• **About this task**
The whole of the data is to be duplicated precisely.

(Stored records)
━━━━━━━━━━
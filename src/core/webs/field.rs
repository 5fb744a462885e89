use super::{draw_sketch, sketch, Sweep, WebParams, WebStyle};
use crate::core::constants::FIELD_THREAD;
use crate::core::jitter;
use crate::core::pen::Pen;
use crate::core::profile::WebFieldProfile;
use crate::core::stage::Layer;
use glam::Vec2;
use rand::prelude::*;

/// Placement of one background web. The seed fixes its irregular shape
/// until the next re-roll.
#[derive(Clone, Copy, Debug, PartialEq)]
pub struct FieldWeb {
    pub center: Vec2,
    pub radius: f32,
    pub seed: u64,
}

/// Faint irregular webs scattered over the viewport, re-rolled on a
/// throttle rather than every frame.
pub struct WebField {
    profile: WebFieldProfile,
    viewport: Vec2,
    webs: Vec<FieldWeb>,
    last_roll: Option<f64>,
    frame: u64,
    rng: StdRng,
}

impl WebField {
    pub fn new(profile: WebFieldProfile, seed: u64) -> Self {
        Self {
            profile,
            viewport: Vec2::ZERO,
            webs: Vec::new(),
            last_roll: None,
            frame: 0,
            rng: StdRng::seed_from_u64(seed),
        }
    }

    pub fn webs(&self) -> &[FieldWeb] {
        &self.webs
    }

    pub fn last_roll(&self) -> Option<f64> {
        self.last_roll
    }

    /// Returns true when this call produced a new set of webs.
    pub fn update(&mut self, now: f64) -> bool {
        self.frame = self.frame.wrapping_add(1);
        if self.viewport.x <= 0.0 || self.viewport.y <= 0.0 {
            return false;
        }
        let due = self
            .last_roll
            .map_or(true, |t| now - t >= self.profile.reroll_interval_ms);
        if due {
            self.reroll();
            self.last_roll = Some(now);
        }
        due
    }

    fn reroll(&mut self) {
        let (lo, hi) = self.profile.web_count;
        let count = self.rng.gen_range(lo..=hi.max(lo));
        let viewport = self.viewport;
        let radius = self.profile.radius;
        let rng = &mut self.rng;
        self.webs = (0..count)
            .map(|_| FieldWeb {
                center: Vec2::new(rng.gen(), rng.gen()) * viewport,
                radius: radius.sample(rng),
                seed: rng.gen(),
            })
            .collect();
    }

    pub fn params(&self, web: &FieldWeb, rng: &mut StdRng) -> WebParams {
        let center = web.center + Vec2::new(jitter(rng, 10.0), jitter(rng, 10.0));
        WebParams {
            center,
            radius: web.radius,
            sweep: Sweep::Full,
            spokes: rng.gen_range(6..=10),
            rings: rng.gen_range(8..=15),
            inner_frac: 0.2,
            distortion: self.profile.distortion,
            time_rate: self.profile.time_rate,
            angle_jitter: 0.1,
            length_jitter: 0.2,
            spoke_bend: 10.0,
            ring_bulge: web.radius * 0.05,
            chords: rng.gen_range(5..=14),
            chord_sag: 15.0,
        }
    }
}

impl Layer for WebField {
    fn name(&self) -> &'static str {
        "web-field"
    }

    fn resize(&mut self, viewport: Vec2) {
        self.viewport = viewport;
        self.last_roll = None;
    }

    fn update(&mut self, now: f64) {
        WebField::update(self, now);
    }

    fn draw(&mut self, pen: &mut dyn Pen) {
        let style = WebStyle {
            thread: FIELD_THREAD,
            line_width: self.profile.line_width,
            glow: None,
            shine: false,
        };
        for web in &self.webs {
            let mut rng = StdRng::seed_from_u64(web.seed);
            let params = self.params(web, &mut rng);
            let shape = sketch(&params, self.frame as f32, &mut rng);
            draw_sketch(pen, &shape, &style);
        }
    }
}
━━━━━━━━━━
• **Output for this exercise**
filename src/core/webs/field.rs
repository 5fb744a462885e89
use super::{draw_sketch, sketch, Sweep, WebParams, WebStyle};
use crate::core::constants::FIELD_THREAD;
use crate::core::jitter;
use crate::core::pen::Pen;
use crate::core::profile::WebFieldProfile;
use crate::core::stage::Layer;
use glam::Vec2;
use rand::prelude::*;

/// Placement of one background web. The seed fixes its irregular shape
/// until the next re-roll.
#[derive(Clone, Copy, Debug, PartialEq)]
pub struct FieldWeb {
    pub center: Vec2,
    pub radius: f32,
    pub seed: u64,
}

/// Faint irregular webs scattered over the viewport, re-rolled on a
/// throttle rather than every frame.
pub struct WebField {
    profile: WebFieldProfile,
    viewport: Vec2,
    webs: Vec<FieldWeb>,
    last_roll: Option<f64>,
    frame: u64,
    rng: StdRng,
}

impl WebField {
    pub fn new(profile: WebFieldProfile, seed: u64) -> Self {
        Self {
            profile,
            viewport: Vec2::ZERO,
            webs: Vec::new(),
            last_roll: None,
            frame: 0,
            rng: StdRng::seed_from_u64(seed),
        }
    }

    pub fn webs(&self) -> &[FieldWeb] {
        &self.webs
    }

    pub fn last_roll(&self) -> Option<f64> {
        self.last_roll
    }

    /// Returns true when this call produced a new set of webs.
    pub fn update(&mut self, now: f64) -> bool {
        self.frame = self.frame.wrapping_add(1);
        if self.viewport.x <= 0.0 || self.viewport.y <= 0.0 {
            return false;
        }
        let due = self
            .last_roll
            .map_or(true, |t| now - t >= self.profile.reroll_interval_ms);
        if due {
            self.reroll();
            self.last_roll = Some(now);
        }
        due
    }

    fn reroll(&mut self) {
        let (lo, hi) = self.profile.web_count;
        let count = self.rng.gen_range(lo..=hi.max(lo));
        let viewport = self.viewport;
        let radius = self.profile.radius;
        let rng = &mut self.rng;
        self.webs = (0..count)
            .map(|_| FieldWeb {
                center: Vec2::new(rng.gen(), rng.gen()) * viewport,
                radius: radius.sample(rng),
                seed: rng.gen(),
            })
            .collect();
    }

    pub fn params(&self, web: &FieldWeb, rng: &mut StdRng) -> WebParams {
        let center = web.center + Vec2::new(jitter(rng, 10.0), jitter(rng, 10.0));
        WebParams {
            center,
            radius: web.radius,
            sweep: Sweep::Full,
            spokes: rng.gen_range(6..=10),
            rings: rng.gen_range(8..=15),
            inner_frac: 0.2,
            distortion: self.profile.distortion,
            time_rate: self.profile.time_rate,
            angle_jitter: 0.1,
            length_jitter: 0.2,
            spoke_bend: 10.0,
            ring_bulge: web.radius * 0.05,
            chords: rng.gen_range(5..=14),
            chord_sag: 15.0,
        }
    }
}

impl Layer for WebField {
    fn name(&self) -> &'static str {
        "web-field"
    }

    fn resize(&mut self, viewport: Vec2) {
        self.viewport = viewport;
        self.last_roll = None;
    }

    fn update(&mut self, now: f64) {
        WebField::update(self, now);
    }

    fn draw(&mut self, pen: &mut dyn Pen) {
        let style = WebStyle {
            thread: FIELD_THREAD,
            line_width: self.profile.line_width,
            glow: None,
            shine: false,
        };
        for web in &self.webs {
            let mut rng = StdRng::seed_from_u64(web.seed);
            let params = self.params(web, &mut rng);
            let shape = sketch(&params, self.frame as f32, &mut rng);
            draw_sketch(pen, &shape, &style);
        }
    }
}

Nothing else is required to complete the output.